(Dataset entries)
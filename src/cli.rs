use clap::{Args, Parser, Subcommand};

#[derive(Parser)]
#[command(name = "treino", version, about = "Terminal session runner for coached training plans")]
#[command(arg_required_else_help = true)]
pub struct Cli {
    #[command(subcommand)]
    pub cmd: Commands,
}

#[derive(Subcommand)]
pub enum Commands {
    /// Show the training sessions assigned to you
    #[command(visible_alias = "a")]
    Agenda,

    /// Session-scoped commands
    #[command(subcommand, visible_alias = "s")]
    Session(SessionCmd),

    /// Show your execution history
    #[command(visible_alias = "h")]
    History {
        /// Only executions from the last N days
        #[arg(short, long)]
        days: Option<u32>,
    },

    /// View or edit treino config
    #[command(subcommand)]
    Config(ConfigCmd),
}

//
// Commands
//

#[derive(Subcommand)]
pub enum SessionCmd {
    /// Run a session interactively
    #[command(visible_alias = "r")]
    Run(RunArgs),

    /// Show a session's prescription without running it
    #[command(visible_alias = "i")]
    Show {
        /// Session sequence number or id (defaults to the first suggested)
        session: Option<String>,
    },
}

#[derive(Args)]
pub struct RunArgs {
    /// Session sequence number or id (defaults to the first suggested)
    pub session: Option<String>,
}

#[derive(Subcommand)]
pub enum ConfigCmd {
    /// Show all config keys
    List,

    /// Get the value of a key
    Get { key: String },

    /// Set or override a key
    Set { key: String, val: String },

    /// Remove a key
    Unset { key: String },
}
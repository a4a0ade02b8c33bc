use eframe::egui;

use crate::model::{Element, ElementKind, Rgba};

use super::camera::Camera;
use super::context_menu::ContextMenu;
use super::interaction::InteractionState;
use super::Editor;

const MOVING_COLOR: Rgba = Rgba::opaque(255, 165, 0);
const POPUP_TARGET_COLOR: Rgba = Rgba::opaque(255, 255, 255);
const HOVER_BRIGHTEN: u8 = 60;
const POPUP_BACKGROUND: Rgba = Rgba {
    r: 50,
    g: 50,
    b: 50,
    a: 220,
};
/// Rail line width in world units.
const RAIL_STROKE: f32 = 1.0;
const MIN_STROKE_PX: f32 = 0.5;

/// Paints the whole canvas. `origin` is the top-left of the canvas in window
/// coordinates; editor positions are relative to it.
pub(super) fn draw_editor(painter: &egui::Painter, origin: egui::Pos2, editor: &Editor) {
    let shift = origin.to_vec2();
    painter.rect_filled(painter.clip_rect(), 0.0, editor.background.to_color32());

    let camera = &editor.camera;
    for element in editor.store.elements() {
        let color = element_color(editor, element);
        draw_element(painter, shift, camera, element, color);
    }

    match &editor.state {
        InteractionState::DrawingElement { start } => {
            if let Some(cursor) = editor.cursor {
                let a = camera.world_to_screen(*start) + shift;
                draw_track(
                    painter,
                    a,
                    cursor + shift,
                    editor.gauge * camera.zoom,
                    rail_width(camera),
                    editor.fill_tracks,
                    editor.color.to_color32(),
                );
            }
        }
        InteractionState::PopupOpen(menu) => draw_popup(painter, shift, menu, camera.viewport()),
        InteractionState::Idle | InteractionState::MovingElement { .. } => {}
    }
}

/// Display color with the interaction highlight applied.
fn element_color(editor: &Editor, element: &Element) -> Rgba {
    match &editor.state {
        InteractionState::MovingElement { id, .. } if *id == element.id => MOVING_COLOR,
        InteractionState::PopupOpen(menu) if menu.target() == element.id => POPUP_TARGET_COLOR,
        _ if editor.hovered == Some(element.id) => element.color.brightened(HOVER_BRIGHTEN),
        _ => element.color,
    }
}

fn rail_width(camera: &Camera) -> f32 {
    (RAIL_STROKE * camera.zoom).max(MIN_STROKE_PX)
}

fn draw_element(
    painter: &egui::Painter,
    shift: egui::Vec2,
    camera: &Camera,
    element: &Element,
    color: Rgba,
) {
    let color = color.to_color32();
    let to_screen = |p: egui::Pos2| camera.world_to_screen(p) + shift;
    let size = element.gauge * camera.zoom;
    match element.kind {
        ElementKind::StraightTrack { filled, .. } => {
            let Some(end) = element.track_end() else {
                return;
            };
            draw_track(
                painter,
                to_screen(element.pos.to_pos2()),
                to_screen(end),
                size,
                rail_width(camera),
                filled,
                color,
            );
        }
        ElementKind::CircuitNode { .. } => {
            let Some(segments) = element.circuit_segments() else {
                return;
            };
            let stroke = egui::Stroke::new(size.max(MIN_STROKE_PX), color);
            for [a, b] in segments {
                painter.line_segment([to_screen(a), to_screen(b)], stroke);
            }
        }
        ElementKind::SimpleSwitch => {
            painter.circle_filled(to_screen(element.pos.to_pos2()), size.max(1.0), color);
        }
    }
}

/// Corners of a track band between `a` and `b`, in drawing order: upper-start,
/// lower-start, lower-end, upper-end. The band edges are offset vertically
/// on screen regardless of the track angle.
fn track_outline(a: egui::Pos2, b: egui::Pos2, gauge_px: f32) -> [egui::Pos2; 4] {
    let half = (gauge_px.max(1.0) / 2.0).max(MIN_STROKE_PX);
    let dy = egui::vec2(0.0, half);
    [a - dy, a + dy, b + dy, b - dy]
}

fn draw_track(
    painter: &egui::Painter,
    a: egui::Pos2,
    b: egui::Pos2,
    gauge_px: f32,
    rail_px: f32,
    filled: bool,
    color: egui::Color32,
) {
    let corners = track_outline(a, b, gauge_px);
    if filled {
        painter.add(egui::Shape::convex_polygon(
            corners.to_vec(),
            color,
            egui::Stroke::NONE,
        ));
        return;
    }
    let [upper_a, lower_a, lower_b, upper_b] = corners;
    let stroke = egui::Stroke::new(rail_px, color);
    painter.line_segment([upper_a, upper_b], stroke);
    painter.line_segment([lower_a, lower_b], stroke);
    painter.line_segment([upper_a, lower_a], stroke);
    painter.line_segment([upper_b, lower_b], stroke);
}

fn draw_popup(
    painter: &egui::Painter,
    shift: egui::Vec2,
    menu: &ContextMenu,
    viewport: egui::Vec2,
) {
    painter.rect_filled(
        menu.panel_rect(viewport).translate(shift),
        0.0,
        POPUP_BACKGROUND.to_color32(),
    );
    for (rect, option) in menu.placed_options(viewport) {
        let rect = rect.translate(shift);
        if let Some(color) = option.color {
            painter.rect_filled(rect, 0.0, color.to_color32());
            painter.rect_stroke(
                rect,
                0.0,
                egui::Stroke::new(1.0, egui::Color32::WHITE),
                egui::StrokeKind::Middle,
            );
        }
        if let Some(label) = &option.label {
            painter.text(
                rect.center(),
                egui::Align2::CENTER_CENTER,
                label,
                egui::FontId::proportional(13.0),
                egui::Color32::WHITE,
            );
        }
    }
}
use crate::model::Rgba;
use serde::{Deserialize, Serialize};

use super::{GAUGE_MAX, GAUGE_MIN};

#[derive(Clone, Debug, Serialize, Deserialize, PartialEq)]
#[serde(default)]
pub(crate) struct AppSettings {
    pub default_gauge: f32,
    pub filled_tracks: bool,
    pub window_width: f32,
    pub window_height: f32,
    /// Empty disables the log file.
    pub log_file: String,
    pub last_directory: Option<String>,
    pub background: Rgba,
}

impl Default for AppSettings {
    fn default() -> Self {
        Self {
            default_gauge: 8.0,
            filled_tracks: false,
            window_width: 1024.0,
            window_height: 768.0,
            log_file: "railsketch.log".to_string(),
            last_directory: None,
            background: Rgba::opaque(0, 0, 0),
        }
    }
}

impl AppSettings {
    fn sanitized(mut self) -> Self {
        if !self.default_gauge.is_finite() {
            self.default_gauge = Self::default().default_gauge;
        }
        self.default_gauge = self.default_gauge.clamp(GAUGE_MIN, GAUGE_MAX);
        self
    }
}

pub(crate) fn config_path() -> String {
    if let Some(home) = std::env::var_os("HOME") {
        let path = std::path::PathBuf::from(home).join(".config").join("railsketch.toml");
        if path.exists() {
            return path.display().to_string();
        }
    }
    "settings.toml".to_string()
}

pub(crate) fn load_settings(path: &str) -> Option<AppSettings> {
    let s = std::fs::read_to_string(path).ok()?;
    let settings = if path.ends_with(".toml") {
        toml::from_str::<AppSettings>(&s)
            .ok()
            .or_else(|| serde_json::from_str::<AppSettings>(&s).ok())
    } else {
        serde_json::from_str::<AppSettings>(&s)
            .ok()
            .or_else(|| toml::from_str::<AppSettings>(&s).ok())
    };
    settings.map(AppSettings::sanitized)
}

pub(crate) fn save_settings(path: &str, settings: &AppSettings) -> Result<(), String> {
    if path.ends_with(".toml") {
        let toml = toml::to_string_pretty(settings).map_err(|e| e.to_string())?;
        std::fs::write(path, toml).map_err(|e| e.to_string())
    } else {
        let json = serde_json::to_string_pretty(settings).map_err(|e| e.to_string())?;
        std::fs::write(path, json).map_err(|e| e.to_string())
    }
}
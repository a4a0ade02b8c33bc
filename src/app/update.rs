use eframe::egui;
use tracing::debug;

use super::interaction::{Command, EditorEvent, Signal};
use super::{BACKGROUNDS, PALETTE, RailSketchApp, Tool, render};

const TOOL_KEYS: [(egui::Key, Tool); 3] = [
    (egui::Key::T, Tool::StraightTrack),
    (egui::Key::I, Tool::CircuitNode),
    (egui::Key::K, Tool::SimpleSwitch),
];

const PAN_KEYS: [(egui::Key, f32, f32); 4] = [
    (egui::Key::ArrowLeft, -1.0, 0.0),
    (egui::Key::ArrowRight, 1.0, 0.0),
    (egui::Key::ArrowUp, 0.0, -1.0),
    (egui::Key::ArrowDown, 0.0, 1.0),
];

impl eframe::App for RailSketchApp {
    fn update(&mut self, ctx: &egui::Context, _frame: &mut eframe::Frame) {
        egui::TopBottomPanel::bottom("status_bar").show(ctx, |ui| {
            ui.horizontal(|ui| {
                let editor = &self.editor;
                let camera = &editor.camera;
                ui.label(format!("Offset: ({:.0}, {:.0})", camera.offset.x, camera.offset.y));
                ui.separator();
                ui.label(format!("Zoom: {:.2}x", camera.zoom));
                ui.separator();
                ui.label(format!("{:.1} m/px", camera.meters_per_screen_pixel()));
                ui.separator();
                ui.label(format!("Tool: {}", editor.tool.label()));
                ui.separator();
                ui.label(if editor.fill_tracks { "Fill: on [V]" } else { "Fill: off [V]" });
                ui.separator();
                ui.label(format!("Gauge: {:.0}", editor.gauge));
                ui.with_layout(egui::Layout::right_to_left(egui::Align::Center), |ui| {
                    ui.label(self.status.as_deref().unwrap_or("F1 for help"));
                });
            });
        });

        egui::CentralPanel::default()
            .frame(egui::Frame::NONE)
            .show(ctx, |ui| {
                let (rect, _response) =
                    ui.allocate_exact_size(ui.available_size(), egui::Sense::click_and_drag());
                self.editor.camera.set_viewport(rect.size());

                let wants_keyboard = ctx.wants_keyboard_input();
                let events = ctx.input(|i| gather_events(i, rect, wants_keyboard));
                for event in events {
                    match self.editor.handle(event) {
                        Signal::None => {}
                        Signal::Save => self.save_dialog(),
                        Signal::Load => self.load_dialog(),
                        Signal::Quit => ctx.send_viewport_cmd(egui::ViewportCommand::Close),
                    }
                }
                self.editor.refresh_hover();

                if ctx.input(|i| PAN_KEYS.iter().any(|(key, _, _)| i.key_down(*key))) {
                    ctx.request_repaint();
                }

                let painter = ui.painter_at(rect);
                render::draw_editor(&painter, rect.min, &self.editor);
            });

        super::help::draw_help_window(ctx, &mut self.editor.show_help);
    }
}

/// Translates this frame's raw input into editor events. Pointer positions
/// are made relative to the canvas corner.
fn gather_events(
    input: &egui::InputState,
    canvas: egui::Rect,
    wants_keyboard: bool,
) -> Vec<EditorEvent> {
    let mut events = Vec::new();
    let local = |p: egui::Pos2| (p - canvas.min).to_pos2();

    if !wants_keyboard {
        let mut command = |c: Command| events.push(EditorEvent::Command(c));
        if input.key_pressed(egui::Key::F1) {
            command(Command::ToggleHelp);
        }
        if input.key_pressed(egui::Key::Escape) {
            command(Command::Escape);
        }
        for (key, tool) in TOOL_KEYS {
            if input.key_pressed(key) {
                command(Command::SelectTool(tool));
            }
        }
        if let Some(index) = PALETTE.iter().position(|entry| input.key_pressed(entry.key)) {
            command(Command::PaletteColor(index));
        }
        if let Some(index) = BACKGROUNDS
            .iter()
            .position(|preset| input.key_pressed(preset.key))
        {
            command(Command::Background(index));
        }
        if input.key_pressed(egui::Key::V) {
            command(Command::ToggleFill);
        }
        if input.key_pressed(egui::Key::Equals) || input.key_pressed(egui::Key::Plus) {
            command(Command::GrowGauge);
        }
        if input.key_pressed(egui::Key::Minus) {
            command(Command::ShrinkGauge);
        }
        if input.key_pressed(egui::Key::C) {
            command(Command::ClearAll);
        }
        if input.key_pressed(egui::Key::S) {
            command(Command::Save);
        }
        if input.key_pressed(egui::Key::L) {
            command(Command::Load);
        }
        for (key, dx, dy) in PAN_KEYS {
            if input.key_down(key) {
                command(Command::Pan { dx, dy });
            }
        }
    }

    let pointer = &input.pointer;
    let Some(pos) = pointer.latest_pos() else {
        return events;
    };
    let inside = canvas.contains(pos);
    let p = local(pos);
    if pointer.is_moving() {
        events.push(EditorEvent::PointerMoved(p));
    }
    if inside && pointer.primary_pressed() {
        events.push(EditorEvent::PrimaryPressed(p));
    }
    if pointer.primary_released() {
        events.push(EditorEvent::PrimaryReleased(p));
    }
    if inside && pointer.secondary_pressed() {
        events.push(EditorEvent::SecondaryPressed(p));
    }
    let scroll = input.raw_scroll_delta.y;
    if inside && scroll != 0.0 {
        debug!("Wheel {scroll:+.1}");
        events.push(EditorEvent::Wheel {
            pos: p,
            zoom_in: scroll > 0.0,
        });
    }
    events
}
use eframe::egui;
use serde::{Deserialize, Serialize};

use crate::codec::ElementRecord;

/// World units per meter. A track drawn 1 world unit long measures 100 m.
pub const PIXELS_PER_METER: f32 = 0.01;

pub const DEFAULT_CIRCUIT_BAR_LENGTH: f32 = 30.0;
pub const DEFAULT_CIRCUIT_STROKE: f32 = 3.0;
pub const DEFAULT_SWITCH_RADIUS: f32 = 10.0;

#[derive(Clone, Copy, Debug, Default, PartialEq)]
pub struct Point {
    pub x: f32,
    pub y: f32,
}

impl Point {
    pub fn from_pos2(p: egui::Pos2) -> Self {
        Self { x: p.x, y: p.y }
    }

    pub fn to_pos2(self) -> egui::Pos2 {
        egui::pos2(self.x, self.y)
    }
}

#[derive(Clone, Copy, Debug, Default, Serialize, Deserialize, PartialEq, Eq)]
#[serde(rename_all = "UPPERCASE")]
pub struct Rgba {
    pub r: u8,
    pub g: u8,
    pub b: u8,
    pub a: u8,
}

impl Rgba {
    pub const fn opaque(r: u8, g: u8, b: u8) -> Self {
        Self { r, g, b, a: 255 }
    }

    pub fn to_color32(self) -> egui::Color32 {
        egui::Color32::from_rgba_unmultiplied(self.r, self.g, self.b, self.a)
    }

    /// Each RGB channel raised by `amount`, saturating at 255.
    pub fn brightened(self, amount: u8) -> Self {
        Self {
            r: self.r.saturating_add(amount),
            g: self.g.saturating_add(amount),
            b: self.b.saturating_add(amount),
            a: self.a,
        }
    }
}

#[derive(Clone, Copy, Debug, Default, PartialEq, Eq)]
pub enum Orientation {
    #[default]
    Normal,
    Inverted,
}

impl Orientation {
    pub fn toggled(self) -> Self {
        match self {
            Orientation::Normal => Orientation::Inverted,
            Orientation::Inverted => Orientation::Normal,
        }
    }

    /// Horizontal direction of the circuit stem: +1 right, -1 left.
    pub fn stem_sign(self) -> f32 {
        match self {
            Orientation::Normal => 1.0,
            Orientation::Inverted => -1.0,
        }
    }

    pub fn label(self) -> &'static str {
        match self {
            Orientation::Normal => "Normal ト",
            Orientation::Inverted => "Inverted ┤",
        }
    }
}

#[derive(Clone, Debug, PartialEq)]
pub enum ElementKind {
    StraightTrack {
        /// Meters; world length is `length * PIXELS_PER_METER`.
        length: f32,
        /// Degrees, clockwise from +x in screen orientation.
        rotation: f32,
        filled: bool,
    },
    CircuitNode {
        bar_length: f32,
        orientation: Orientation,
    },
    /// Radius is carried by the element gauge.
    SimpleSwitch,
}

#[derive(Clone, Debug, PartialEq, Serialize, Deserialize)]
#[serde(try_from = "ElementRecord", into = "ElementRecord")]
pub struct Element {
    pub id: u64,
    pub pos: Point,
    pub color: Rgba,
    /// Stroke width, track gauge or switch radius, in world units.
    pub gauge: f32,
    pub kind: ElementKind,
}

impl Element {
    pub fn straight_track(
        start: egui::Pos2,
        length: f32,
        rotation: f32,
        color: Rgba,
        gauge: f32,
        filled: bool,
    ) -> Self {
        Self {
            id: 0,
            pos: Point::from_pos2(start),
            color,
            gauge,
            kind: ElementKind::StraightTrack {
                length,
                rotation,
                filled,
            },
        }
    }

    pub fn circuit_node(pos: egui::Pos2, color: Rgba) -> Self {
        Self {
            id: 0,
            pos: Point::from_pos2(pos),
            color,
            gauge: DEFAULT_CIRCUIT_STROKE,
            kind: ElementKind::CircuitNode {
                bar_length: DEFAULT_CIRCUIT_BAR_LENGTH,
                orientation: Orientation::Normal,
            },
        }
    }

    pub fn simple_switch(pos: egui::Pos2, color: Rgba) -> Self {
        Self {
            id: 0,
            pos: Point::from_pos2(pos),
            color,
            gauge: DEFAULT_SWITCH_RADIUS,
            kind: ElementKind::SimpleSwitch,
        }
    }

    /// World-space end point of a straight track's centerline.
    pub fn track_end(&self) -> Option<egui::Pos2> {
        let ElementKind::StraightTrack {
            length, rotation, ..
        } = self.kind
        else {
            return None;
        };
        let world_len = length * PIXELS_PER_METER;
        let rad = rotation.to_radians();
        Some(self.pos.to_pos2() + egui::vec2(rad.cos(), rad.sin()) * world_len)
    }

    /// Vertical bar and horizontal stem centerlines of a circuit node.
    pub fn circuit_segments(&self) -> Option<[[egui::Pos2; 2]; 2]> {
        let ElementKind::CircuitNode {
            bar_length,
            orientation,
        } = self.kind
        else {
            return None;
        };
        let center = self.pos.to_pos2();
        let half = bar_length / 2.0;
        let bar = [center - egui::vec2(0.0, half), center + egui::vec2(0.0, half)];
        let stem = [center, center + egui::vec2(half * orientation.stem_sign(), 0.0)];
        Some([bar, stem])
    }

    pub fn label(&self) -> String {
        match &self.kind {
            ElementKind::StraightTrack { .. } => format!("Track {}", self.id),
            ElementKind::CircuitNode { .. } => format!("Circuit {}", self.id),
            ElementKind::SimpleSwitch => format!("Switch {}", self.id),
        }
    }
}

/// World length in meters of the segment `a`-`b`.
pub fn length_in_meters(a: egui::Pos2, b: egui::Pos2) -> f32 {
    let world = (b - a).length();
    if PIXELS_PER_METER <= 0.0 {
        return world;
    }
    world / PIXELS_PER_METER
}

pub fn distance_to_segment(p: egui::Pos2, a: egui::Pos2, b: egui::Pos2) -> f32 {
    let ab = b - a;
    let ap = p - a;
    let ab_len2 = ab.x * ab.x + ab.y * ab.y;
    if ab_len2 <= f32::EPSILON {
        return (p - a).length();
    }
    let t = (ap.x * ab.x + ap.y * ab.y) / ab_len2;
    let t = t.clamp(0.0, 1.0);
    let closest = a + ab * t;
    (p - closest).length()
}
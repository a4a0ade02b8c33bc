use eframe::egui;

use crate::model::{Element, ElementKind, Rgba};

use super::PALETTE;

pub(super) const POPUP_WIDTH: f32 = 150.0;
pub(super) const OPTION_HEIGHT: f32 = 20.0;
pub(super) const PADDING: f32 = 5.0;
pub(super) const SWATCH_SIZE: f32 = 16.0;
const SWATCH_SPACING: f32 = SWATCH_SIZE + 5.0;

/// What a popup option does once clicked. Targets are element ids, resolved
/// to an index only when the action runs.
#[derive(Clone, Debug, PartialEq)]
pub(super) enum PopupAction {
    SetColor {
        id: u64,
        color: Rgba,
        name: &'static str,
    },
    ToggleOrientation {
        id: u64,
    },
    Delete {
        id: u64,
    },
}

#[derive(Clone, Debug, PartialEq)]
pub(super) struct PopupOption {
    pub label: Option<String>,
    /// Screen rectangle as laid out at the anchor, before viewport clamping.
    pub rect: egui::Rect,
    pub color: Option<Rgba>,
    pub action: PopupAction,
}

#[derive(Clone, Debug, PartialEq)]
pub(super) struct ContextMenu {
    target: u64,
    anchor: egui::Pos2,
    options: Vec<PopupOption>,
}

impl ContextMenu {
    pub fn build(element: &Element, anchor: egui::Pos2) -> Self {
        let id = element.id;
        let mut options = Vec::new();
        let mut row_y = anchor.y + PADDING;

        let swatch_x = anchor.x + PADDING;
        for (i, entry) in PALETTE.iter().enumerate() {
            let min = egui::pos2(swatch_x + i as f32 * SWATCH_SPACING, row_y);
            options.push(PopupOption {
                label: None,
                rect: egui::Rect::from_min_size(min, egui::vec2(SWATCH_SIZE, SWATCH_SIZE)),
                color: Some(entry.color),
                action: PopupAction::SetColor {
                    id,
                    color: entry.color,
                    name: entry.name,
                },
            });
        }
        row_y += SWATCH_SIZE + PADDING;

        if let ElementKind::CircuitNode { orientation, .. } = element.kind {
            options.push(PopupOption {
                label: Some(format!("Flip ({})", orientation.label())),
                rect: full_width_row(anchor.x, row_y),
                color: None,
                action: PopupAction::ToggleOrientation { id },
            });
            row_y += OPTION_HEIGHT + PADDING;
        }

        options.push(PopupOption {
            label: Some("Delete".to_string()),
            rect: full_width_row(anchor.x, row_y),
            color: None,
            action: PopupAction::Delete { id },
        });

        Self {
            target: id,
            anchor,
            options,
        }
    }

    pub fn target(&self) -> u64 {
        self.target
    }

    pub fn anchor(&self) -> egui::Pos2 {
        self.anchor
    }

    pub fn options(&self) -> &[PopupOption] {
        &self.options
    }

    pub fn height(&self) -> f32 {
        let bottom = self
            .options
            .iter()
            .map(|o| o.rect.max.y)
            .fold(self.anchor.y, f32::max);
        bottom - self.anchor.y + PADDING
    }

    /// Top-left corner actually drawn, shifted so the panel stays inside the
    /// current viewport.
    pub fn origin(&self, viewport: egui::Vec2) -> egui::Pos2 {
        let height = self.height();
        let mut origin = self.anchor;
        if origin.x + POPUP_WIDTH > viewport.x {
            origin.x = viewport.x - POPUP_WIDTH;
        }
        if origin.y + height > viewport.y {
            origin.y = viewport.y - height;
        }
        origin.x = origin.x.max(0.0);
        origin.y = origin.y.max(0.0);
        origin
    }

    pub fn clamp_offset(&self, viewport: egui::Vec2) -> egui::Vec2 {
        self.origin(viewport) - self.anchor
    }

    pub fn panel_rect(&self, viewport: egui::Vec2) -> egui::Rect {
        egui::Rect::from_min_size(self.origin(viewport), egui::vec2(POPUP_WIDTH, self.height()))
    }

    /// Option rectangles where they are drawn.
    pub fn placed_options(
        &self,
        viewport: egui::Vec2,
    ) -> impl Iterator<Item = (egui::Rect, &PopupOption)> {
        let offset = self.clamp_offset(viewport);
        self.options.iter().map(move |o| (o.rect.translate(offset), o))
    }

    pub fn option_at(&self, screen: egui::Pos2, viewport: egui::Vec2) -> Option<&PopupOption> {
        self.placed_options(viewport)
            .find(|(rect, _)| rect.contains(screen))
            .map(|(_, o)| o)
    }
}

fn full_width_row(anchor_x: f32, y: f32) -> egui::Rect {
    egui::Rect::from_min_max(
        egui::pos2(anchor_x + PADDING, y),
        egui::pos2(anchor_x + POPUP_WIDTH - PADDING, y + OPTION_HEIGHT),
    )
}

§ **Work required**:
Copy the stretch of the records above that runs from the line with "stays inside the" through the line with "pub fn panel_rect(&self, viewport: egui::Vec2)". Both end lines belong in the copy, and nothing else does.

§ **Exercise solution**:
    /// Top-left corner actually drawn, shifted so the panel stays inside the
    /// current viewport.
    pub fn origin(&self, viewport: egui::Vec2) -> egui::Pos2 {
        let height = self.height();
        let mut origin = self.anchor;
        if origin.x + POPUP_WIDTH > viewport.x {
            origin.x = viewport.x - POPUP_WIDTH;
        }
        if origin.y + height > viewport.y {
            origin.y = viewport.y - height;
        }
        origin.x = origin.x.max(0.0);
        origin.y = origin.y.max(0.0);
        origin
    }

    pub fn clamp_offset(&self, viewport: egui::Vec2) -> egui::Vec2 {
        self.origin(viewport) - self.anchor
    }

    pub fn panel_rect(&self, viewport: egui::Vec2) -> egui::Rect {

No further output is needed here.